What’s in store for investors in 2021?
Going into 2021, there are quite a few positives for both the economy and the market. Central banks world over have recognised the blow delivered by the COVID to the real economy and especially to the small and medium sized businesses. They have not only pumped in huge liquidity but also have also promised to keep rates low for the foreseeable future. This is pump priming the demand for risk assets and emerging markets like India are likely to witness further flows from global investors.
Vaccines are receiving approvals and soon the vaccines will be administered to the vulnerable segments first. It is likely to bring normalcy to businesses from tourism, hotels, theatre sectors that depend on face to face interaction. Indian economy will be operating on lower base and hence will see positive numbers for quarters ahead. In some segments work-from-home will be a permanent feature bringing in huge pool of talent into the workforce. Women who have taken sabbatical for family responsibilities, persons who have moved to native places for family reasons will find opportunities. Some scars of COVID will remain, and probably manifest in the form of people opting for personal mobility and not shared services.
So is everything looking good on the economic front? No. there are challenges. Smaller units have gone out of business disrupting supplies. In some cases entire supply chains have got dismantled. This could trigger inflation forcing the central banks to revisit their stance. Geo-political risks remain in the background and so are the challenges from rising inequality.
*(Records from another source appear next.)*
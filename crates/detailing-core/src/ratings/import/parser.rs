use chrono::{DateTime, NaiveDate, NaiveDateTime, Utc};
use serde::{Deserialize, Deserializer};

/// Normalised review row, independent of the export format it came from.
#[derive(Debug)]
pub(crate) struct StoredReview {
    pub(crate) row: usize,
    pub(crate) rating: i32,
    pub(crate) sentiment_score: Option<f64>,
    pub(crate) sentiment_label: Option<String>,
    pub(crate) themes: Vec<String>,
    pub(crate) intensity: Option<f64>,
    pub(crate) is_repeat_customer: bool,
    pub(crate) is_verified: bool,
    pub(crate) flagged: bool,
    pub(crate) is_low_effort: bool,
    pub(crate) status: Option<String>,
    pub(crate) created_at: Option<String>,
}

/// JSON shape of a review row as returned by the storage API.
///
/// Nullable columns arrive as `null`, so every flag is optional here.
/// `themes`, `intensity` and `is_low_effort` may sit at the top level or inside
/// `ai_metadata`; the metadata copy wins.
#[derive(Debug, Deserialize)]
pub(crate) struct JsonReviewRow {
    rating: i32,
    #[serde(default)]
    sentiment_score: Option<f64>,
    #[serde(default, deserialize_with = "empty_string_as_none")]
    sentiment_label: Option<String>,
    #[serde(default)]
    ai_metadata: Option<AiMetadata>,
    #[serde(default)]
    themes: Option<Themes>,
    #[serde(default)]
    intensity: Option<f64>,
    #[serde(default)]
    is_low_effort: Option<bool>,
    #[serde(default)]
    is_repeat_customer: Option<bool>,
    #[serde(default)]
    is_verified: Option<bool>,
    #[serde(default)]
    flagged: Option<bool>,
    #[serde(default, deserialize_with = "empty_string_as_none")]
    status: Option<String>,
    #[serde(default, deserialize_with = "empty_string_as_none")]
    created_at: Option<String>,
}

#[derive(Debug, Default, Deserialize)]
struct AiMetadata {
    #[serde(default)]
    themes: Option<Themes>,
    #[serde(default)]
    intensity: Option<f64>,
    #[serde(default)]
    is_low_effort: Option<bool>,
}

/// Themes as a JSON list or a `;`-separated string.
#[derive(Debug, Deserialize)]
#[serde(untagged)]
enum Themes {
    List(Vec<String>),
    Joined(String),
}

impl Themes {
    fn into_vec(self) -> Vec<String> {
        match self {
            Themes::List(themes) => themes
                .into_iter()
                .map(|theme| theme.trim().to_string())
                .filter(|theme| !theme.is_empty())
                .collect(),
            Themes::Joined(joined) => split_themes(&joined),
        }
    }
}

impl JsonReviewRow {
    pub(crate) fn into_stored(self, row: usize) -> StoredReview {
        let metadata = self.ai_metadata.unwrap_or_default();
        StoredReview {
            row,
            rating: self.rating,
            sentiment_score: self.sentiment_score,
            sentiment_label: self.sentiment_label,
            themes: metadata
                .themes
                .or(self.themes)
                .map(Themes::into_vec)
                .unwrap_or_default(),
            intensity: metadata.intensity.or(self.intensity),
            is_repeat_customer: self.is_repeat_customer.unwrap_or(false),
            is_verified: self.is_verified.unwrap_or(false),
            flagged: self.flagged.unwrap_or(false),
            is_low_effort: metadata
                .is_low_effort
                .or(self.is_low_effort)
                .unwrap_or(false),
            status: self.status,
            created_at: self.created_at,
        }
    }
}

/// Flat CSV export of the reviews table; themes are `;`-separated.
#[derive(Debug, Deserialize)]
pub(crate) struct CsvReviewRow {
    rating: i32,
    #[serde(default)]
    sentiment_score: Option<f64>,
    #[serde(default, deserialize_with = "empty_string_as_none")]
    sentiment_label: Option<String>,
    #[serde(default, deserialize_with = "empty_string_as_none")]
    themes: Option<String>,
    #[serde(default)]
    intensity: Option<f64>,
    #[serde(default)]
    is_repeat_customer: Option<bool>,
    #[serde(default)]
    is_verified: Option<bool>,
    #[serde(default)]
    flagged: Option<bool>,
    #[serde(default)]
    is_low_effort: Option<bool>,
    #[serde(default, deserialize_with = "empty_string_as_none")]
    status: Option<String>,
    #[serde(default, deserialize_with = "empty_string_as_none")]
    created_at: Option<String>,
}

impl CsvReviewRow {
    pub(crate) fn into_stored(self, row: usize) -> StoredReview {
        let themes = self
            .themes
            .map(|joined| split_themes(&joined))
            .unwrap_or_default();

        StoredReview {
            row,
            rating: self.rating,
            sentiment_score: self.sentiment_score,
            sentiment_label: self.sentiment_label,
            themes,
            intensity: self.intensity,
            is_repeat_customer: self.is_repeat_customer.unwrap_or(false),
            is_verified: self.is_verified.unwrap_or(false),
            flagged: self.flagged.unwrap_or(false),
            is_low_effort: self.is_low_effort.unwrap_or(false),
            status: self.status,
            created_at: self.created_at,
        }
    }
}

pub(crate) fn parse_json_rows(raw: &[u8]) -> Result<Vec<StoredReview>, serde_json::Error> {
    let rows: Vec<JsonReviewRow> = serde_json::from_slice(raw)?;
    Ok(rows
        .into_iter()
        .enumerate()
        .map(|(index, row)| row.into_stored(index + 1))
        .collect())
}

pub(crate) fn parse_csv_rows<R: std::io::Read>(
    reader: R,
) -> Result<Vec<StoredReview>, csv::Error> {
    let mut csv_reader = csv::ReaderBuilder::new()
        .trim(csv::Trim::All)
        .from_reader(reader);
    let mut rows = Vec::new();

    for (index, record) in csv_reader.deserialize::<CsvReviewRow>().enumerate() {
        rows.push(record?.into_stored(index + 1));
    }

    Ok(rows)
}

fn split_themes(joined: &str) -> Vec<String> {
    joined
        .split(';')
        .map(str::trim)
        .filter(|theme| !theme.is_empty())
        .map(str::to_string)
        .collect()
}

fn empty_string_as_none<'de, D>(deserializer: D) -> Result<Option<String>, D::Error>
where
    D: Deserializer<'de>,
{
    let opt = Option::<String>::deserialize(deserializer)?;
    Ok(opt.filter(|value| !value.trim().is_empty()))
}

/// Accepts RFC 3339, Postgres-style `YYYY-MM-DD HH:MM:SS+00`, naive
/// timestamps (taken as UTC) and bare dates.
pub(crate) fn parse_timestamp(value: &str) -> Option<DateTime<Utc>> {
    let trimmed = value.trim();
    if trimmed.is_empty() {
        return None;
    }

    if let Ok(dt) = DateTime::parse_from_rfc3339(trimmed) {
        return Some(dt.with_timezone(&Utc));
    }

    if let Ok(dt) = DateTime::parse_from_str(trimmed, "%Y-%m-%d %H:%M:%S%.f%#z") {
        return Some(dt.with_timezone(&Utc));
    }

    for format in ["%Y-%m-%dT%H:%M:%S%.f", "%Y-%m-%d %H:%M:%S%.f"] {
        if let Ok(naive) = NaiveDateTime::parse_from_str(trimmed, format) {
            return Some(naive.and_utc());
        }
    }

    NaiveDate::parse_from_str(trimmed, "%Y-%m-%d")
        .ok()
        .and_then(|date| date.and_hms_opt(0, 0, 0))
        .map(|naive| naive.and_utc())
}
What should investors do in 2021?
Talk to your financial advisor. Do not take any knee-jerk reaction to their investments.
Take this time to re-organize if you must, but with a clear sequence of priorities that the pandemic has brought out front and centre. Protection requirements
, emergency fund requirements have to be built or strengthened first. Re-assessing your asset allocation in line with your financial goals comes next. Your retirement should be a priority since that is the only financial goal for which you do not get a conventional loan. At the very least, committing to spend less than you earn, saving the difference, investing that in a diversified portfolio with the help of a trusted financial consultant and having patience and discipline are four simple steps to commit to for not just 2021 but for years to come.